WHAT TO WORK ON
Work through the material beneath and count the lines that include "install"; the answer is that number alone.
++++++
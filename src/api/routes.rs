//! Router, shared state, and server startup.

use std::sync::Arc;

use axum::{
    routing::{get, post},
    Router,
};
use tower_http::cors::CorsLayer;
use tower_http::trace::TraceLayer;

use crate::config::Config;
use crate::launches::{LaunchFeed, SharedLaunchFeed, SpaceXClient};
use crate::scheduler;

use super::mission_store::{create_mission_store, SharedMissionStore};
use super::missions;
use super::pages;

/// Shared application state.
pub struct AppState {
    /// Mission persistence
    pub store: SharedMissionStore,
    /// Latest external launch payload
    pub feed: SharedLaunchFeed,
}

/// Build the HTTP router over an existing state.
pub fn router(state: Arc<AppState>) -> Router {
    Router::new()
        .route("/", get(pages::read_root))
        .route("/index", get(pages::read_home))
        .route("/news/", get(pages::news))
        .route("/update-missions/", post(missions::trigger_update))
        .route(
            "/missions/",
            get(missions::list_missions).post(missions::create_mission),
        )
        .route("/spacex-launches/", get(missions::spacex_launches))
        .layer(CorsLayer::permissive())
        .layer(TraceLayer::new_for_http())
        .with_state(state)
}

/// Start the HTTP server.
pub async fn serve(config: Config) -> anyhow::Result<()> {
    let store = create_mission_store(config.store_type, config.database_path.clone()).await?;
    tracing::info!(
        "Mission store ready ({})",
        if store.is_persistent() {
            "persistent"
        } else {
            "in-memory"
        }
    );

    let client = SpaceXClient::new(config.spacex_api_url.clone(), config.http_timeout)?;
    tracing::info!("Launch feed source: {}", client.url());
    let feed: SharedLaunchFeed = Arc::new(LaunchFeed::new(Arc::new(client)));

    // Startup trigger runs before the listener is bound; the periodic trigger
    // takes over one interval later.
    scheduler::run_startup_sync(&store, &feed).await;
    let _periodic = scheduler::spawn_periodic_sync(
        Arc::clone(&store),
        Arc::clone(&feed),
        config.sync_interval,
    );

    let addr = format!("{}:{}", config.host, config.port);
    let state = Arc::new(AppState { store, feed });
    let app = router(state);

    let listener = tokio::net::TcpListener::bind(&addr).await?;
    tracing::info!("Server listening on {}", addr);

    axum::serve(listener, app)
        .with_graceful_shutdown(shutdown_signal())
        .await?;

    Ok(())
}

async fn shutdown_signal() {
    let ctrl_c = async {
        if let Err(e) = tokio::signal::ctrl_c().await {
            tracing::error!("Failed to install Ctrl+C handler: {}", e);
            std::future::pending::<()>().await;
        }
    };

    #[cfg(unix)]
    let terminate = async {
        match tokio::signal::unix::signal(tokio::signal::unix::SignalKind::terminate()) {
            Ok(mut signal) => {
                signal.recv().await;
            }
            Err(e) => {
                tracing::error!("Failed to install SIGTERM handler: {}", e);
                std::future::pending::<()>().await;
            }
        }
    };

    #[cfg(not(unix))]
    let terminate = std::future::pending::<()>();

    tokio::select! {
        _ = ctrl_c => {},
        _ = terminate => {},
    }

    tracing::info!("Shutdown signal received, stopping server");
}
++++++
ANSWER
2